ADR-004: Redis for CSRF State (Not Server Memory)

Status: Accepted Date: 2026-03 Deciders: Platform team (platform-0043, T557)

Context

OAuth 2.0 authorization code flows and SAML SP-initiated login both require the server to generate and later verify a random state / RelayState parameter. This parameter is a CSRF mitigation: the server stores the expected value at login initiation and checks it on callback, rejecting any callback that does not present the matching value.

The naive implementation stores state tokens in the server process memory (a Python dict or equivalent). This works for a single-replica deployment, but breaks in any horizontally-scaled environment:

A callback request routed to a different replica than the one that initiated the login will not find the state token in memory.
The result is authentication failures (“invalid CSRF state”) in production under load balancer round-robin.
In-memory state is lost on process restart — any in-flight OAuth/SAML flows fail after a rolling deploy.

Additionally, in-memory state has no TTL mechanism — leaked or abandoned states accumulate indefinitely.

Decision

OAuth and SAML CSRF state tokens are stored in Redis, not in server memory.

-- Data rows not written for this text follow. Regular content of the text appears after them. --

//! Fixed placement tables of the Zhongzhou (中州派) convention.
//!
//! Every lookup the placement stages consume lives here so the data can be
//! tested on its own. Nothing in this module is computed at runtime.
//! Branch indices count from 子 = 0.

use crate::brightness::Brightness::{self, Miao, Ping, Wang, Xian};
use crate::stem_branch::Branch::{self, *};
use crate::star::StarId;
use crate::star::Transformation;

/// Revision of the tables below. Bump whenever any entry changes.
pub const TABLE_VERSION: &str = "zhongzhou-2024.2";

/// Bureau value by stem pair (甲乙, 丙丁, 戊己, 庚辛, 壬癸) and branch pair
/// group ({子丑, 午未}, {寅卯, 申酉}, {辰巳, 戌亥}), i.e. the 納音 element of
/// the Life Palace stem-branch: 2 水, 3 木, 4 金, 5 土, 6 火.
pub const BUREAU_TABLE: [[u8; 3]; 5] = [
    [4, 2, 6],
    [2, 6, 5],
    [6, 5, 3],
    [5, 3, 4],
    [3, 4, 2],
];

/// Branch of 紫微 by bureau (rows 2..=6) and lunar day (columns 1..=30).
pub const ZIWEI_TABLE: [[Branch; 30]; 5] = [
    // 水二局
    [
        Chou, Yin, Yin, Mao, Mao, Chen, Chen, Si, Si, Wu, Wu, Wei, Wei, Shen, Shen, You, You, Xu,
        Xu, Hai, Hai, Zi, Zi, Chou, Chou, Yin, Yin, Mao, Mao, Chen,
    ],
    // 木三局
    [
        Chen, Chou, Yin, Si, Yin, Mao, Wu, Mao, Chen, Wei, Chen, Si, Shen, Si, Wu, You, Wu, Wei,
        Xu, Wei, Shen, Hai, Shen, You, Zi, You, Xu, Chou, Xu, Hai,
    ],
    // 金四局
    [
        Hai, Chen, Chou, Yin, Zi, Si, Yin, Mao, Chou, Wu, Mao, Chen, Yin, Wei, Chen, Si, Mao, Shen,
        Si, Wu, Chen, You, Wu, Wei, Si, Xu, Wei, Shen, Wu, Hai,
    ],
    // 土五局
    [
        Wu, Hai, Chen, Chou, Yin, Wei, Zi, Si, Yin, Mao, Shen, Chou, Wu, Mao, Chen, You, Yin, Wei,
        Chen, Si, Xu, Mao, Shen, Si, Wu, Hai, Chen, You, Wu, Wei,
    ],
    // 火六局
    [
        You, Wu, Hai, Chen, Chou, Yin, Xu, Wei, Zi, Si, Yin, Mao, Hai, Shen, Chou, Wu, Mao, Chen,
        Zi, You, Yin, Wei, Chen, Si, Chou, Xu, Mao, Shen, Si, Wu,
    ],
];

/// 紫微 and 天府 mirror across the 寅–申 axis: their indices sum to this, mod 12.
pub const ZIWEI_TIANFU_AXIS_SUM: u8 = 4;

/// Ziwei series: steps counted along the reverse ring from 紫微.
pub const ZIWEI_SERIES: [(StarId, u8); 6] = [
    (StarId::Ziwei, 0),
    (StarId::Tianji, 1),
    (StarId::Taiyang, 3),
    (StarId::Wuqu, 4),
    (StarId::Tiantong, 5),
    (StarId::Lianzhen, 8),
];

/// Tianfu series: steps counted along the forward ring from 天府.
pub const TIANFU_SERIES: [(StarId, u8); 8] = [
    (StarId::Tianfu, 0),
    (StarId::Taiyin, 1),
    (StarId::Tanlang, 2),
    (StarId::Jumen, 3),
    (StarId::Tianxiang, 4),
    (StarId::Tianliang, 5),
    (StarId::Qisha, 6),
    (StarId::Pojun, 10),
];

/// 天魁 by year stem.
pub const TIANKUI_BY_STEM: [Branch; 10] = [Chou, Zi, Hai, Hai, Chou, Zi, Chou, Wu, Mao, Mao];

/// 天鉞 by year stem.
pub const TIANYUE_BY_STEM: [Branch; 10] = [Wei, Shen, You, You, Wei, Shen, Wei, Yin, Si, Si];

/// 祿存 by year stem. 擎羊 sits one step forward, 陀羅 one step back.
pub const LUCUN_BY_STEM: [Branch; 10] = [Yin, Mao, Si, Wu, Si, Wu, Shen, You, Hai, Zi];

/// 天馬 by year-branch triad (申子辰, 巳酉丑, 寅午戌, 亥卯未).
pub const TIANMA_BY_TRIAD: [Branch; 4] = [Yin, Hai, Shen, Si];

/// Starting branch of 火星 at the 子 hour, by year-branch triad.
pub const HUOXING_START_BY_TRIAD: [Branch; 4] = [Yin, Mao, Chou, You];

/// Starting branch of 鈴星 at the 子 hour, by year-branch triad.
pub const LINGXING_START_BY_TRIAD: [Branch; 4] = [Xu, Xu, Mao, Xu];

/// 左輔 in month 1; advances forward with the month.
pub const ZUOFU_MONTH_ONE: Branch = Chen;
/// 右弼 in month 1; retreats with the month.
pub const YOUBI_MONTH_ONE: Branch = Xu;
/// 文昌 at the 子 hour; retreats with the hour.
pub const WENCHANG_ZI_HOUR: Branch = Xu;
/// 文曲 at the 子 hour; advances with the hour.
pub const WENQU_ZI_HOUR: Branch = Chen;
/// 地劫 (forward) and 地空 (reverse) both start at 亥 for the 子 hour.
pub const DIJIE_DIKONG_ZI_HOUR: Branch = Hai;
/// 天刑 in month 1; advances with the month.
pub const TIANXING_MONTH_ONE: Branch = You;
/// 天姚 in month 1; advances with the month.
pub const TIANYAO_MONTH_ONE: Branch = Chou;
/// 紅鸞 for a 子 year; retreats with the year branch. 天喜 is opposite.
pub const HONGLUAN_ZI_YEAR: Branch = Mao;

/// Brightness of each major star (rows in `MAJOR_STARS` order) by branch
/// (columns 子..亥).
pub const BRIGHTNESS_TABLE: [[Brightness; 12]; 14] = [
    // 紫微
    [Miao, Ping, Wang, Ping, Ping, Xian, Ping, Xian, Wang, Ping, Xian, Xian],
    // 天機
    [Xian, Xian, Ping, Wang, Xian, Miao, Wang, Xian, Wang, Ping, Wang, Xian],
    // 太陽
    [Xian, Xian, Miao, Miao, Wang, Wang, Wang, Ping, Xian, Ping, Xian, Xian],
    // 武曲
    [Miao, Xian, Ping, Ping, Xian, Xian, Wang, Xian, Xian, Ping, Xian, Xian],
    // 天同
    [Ping, Xian, Wang, Wang, Xian, Xian, Miao, Xian, Xian, Ping, Xian, Xian],
    // 廉貞
    [Wang, Xian, Xian, Ping, Xian, Xian, Ping, Miao, Wang, Wang, Wang, Xian],
    // 天府
    [Xian, Wang, Miao, Ping, Miao, Xian, Ping, Wang, Miao, Xian, Miao, Xian],
    // 太陰
    [Miao, Miao, Xian, Xian, Xian, Xian, Xian, Xian, Ping, Wang, Miao, Miao],
    // 貪狼
    [Ping, Xian, Wang, Miao, Wang, Xian, Miao, Xian, Wang, Xian, Wang, Ping],
    // 巨門
    [Wang, Xian, Wang, Ping, Xian, Xian, Miao, Xian, Wang, Ping, Wang, Xian],
    // 天相
    [Miao, Xian, Wang, Ping, Xian, Xian, Miao, Xian, Wang, Ping, Xian, Xian],
    // 天梁
    [Ping, Xian, Miao, Wang, Wang, Xian, Wang, Xian, Xian, Ping, Xian, Xian],
    // 七殺
    [Ping, Xian, Wang, Wang, Wang, Xian, Wang, Xian, Miao, Ping, Xian, Xian],
    // 破軍
    [Ping, Xian, Xian, Ping, Xian, Miao, Wang, Xian, Wang, Xian, Xian, Xian],
];

/// Branch of 長生 by bureau (水二, 木三, 金四, 土五, 火六).
pub const LIFE_STAGE_START_BY_BUREAU: [Branch; 5] = [Shen, Hai, Si, Shen, Yin];

/// Branch of the first annual limit by year-branch triad (申子辰, 巳酉丑,
/// 寅午戌, 亥卯未).
pub const ANNUAL_LIMIT_START_BY_TRIAD: [Branch; 4] = [Xu, Wei, Chen, Chou];

/// Four transformations by year stem, in 祿, 權, 科, 忌 order.
pub const TRANSFORMATION_TABLE: [[StarId; 4]; 10] = [
    // 甲
    [StarId::Lianzhen, StarId::Pojun, StarId::Wuqu, StarId::Taiyang],
    // 乙
    [StarId::Tianji, StarId::Tianliang, StarId::Ziwei, StarId::Taiyin],
    // 丙
    [StarId::Tiantong, StarId::Tianji, StarId::Wenchang, StarId::Lianzhen],
    // 丁
    [StarId::Taiyin, StarId::Tiantong, StarId::Tianji, StarId::Jumen],
    // 戊
    [StarId::Tanlang, StarId::Taiyin, StarId::Youbi, StarId::Tianji],
    // 己
    [StarId::Wuqu, StarId::Tanlang, StarId::Tianliang, StarId::Wenqu],
    // 庚
    [StarId::Taiyang, StarId::Wuqu, StarId::Taiyin, StarId::Tiantong],
    // 辛
    [StarId::Jumen, StarId::Taiyang, StarId::Wenqu, StarId::Wenchang],
    // 壬
    [StarId::Tianliang, StarId::Ziwei, StarId::Zuofu, StarId::Wuqu],
    // 癸
    [StarId::Pojun, StarId::Jumen, StarId::Taiyin, StarId::Tanlang],
];

/// Transformation type of each column of [`TRANSFORMATION_TABLE`].
pub const TRANSFORMATION_COLUMNS: [Transformation; 4] = [
    Transformation::Lu,
    Transformation::Quan,
    Transformation::Ke,
    Transformation::Ji,
];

Key format: oauth:state:{state} and saml:state:{nonce}
TTL: 600 seconds (10 minutes) — after which the key is automatically deleted by Redis
Single-use enforcement: Tokens are retrieved and deleted atomically using a Redis pipeline (GET + DEL in one round-trip). If two requests race for the same state, only one will see a non-null value; the second receives None and is rejected.
Fail-closed: If Redis is unavailable when a state must be stored or consumed, the store raises an error and the OAuth/SAML flow is rejected with HTTP 503 rather than silently allowing the flow to proceed unsafely.

Consequences

Positive:

Works correctly in multi-replica deployments — any replica can validate the state token regardless of which replica initiated the login.
Automatic expiry via Redis TTL prevents state accumulation.
Atomic single-use enforcement (pipeline GET+DEL) prevents replay attacks.
State survives process restarts — rolling deploys no longer cause in-flight login failures.
Consistent with other Redis usage in the platform (session store, rate limiting).

Negative / trade-offs:

Adds a hard dependency on Redis for OAuth and SAML login. If Redis is unavailable, login is unavailable. Previously, login was resilient to Redis downtime (at the cost of correctness in multi-replica setups).
The fail-closed design means Redis flaps cause login service interruptions. Redis must be configured with appropriate HA (Redis Sentinel or Redis Cluster) for production.
Requires REDIS_URL to be set for Google OAuth and SAML SSO features to be enabled. Missing REDIS_URL disables these features with a logged warning.

Configuration:

REDIS_URL — Redis connection URL (required for OAuth and SAML state stores).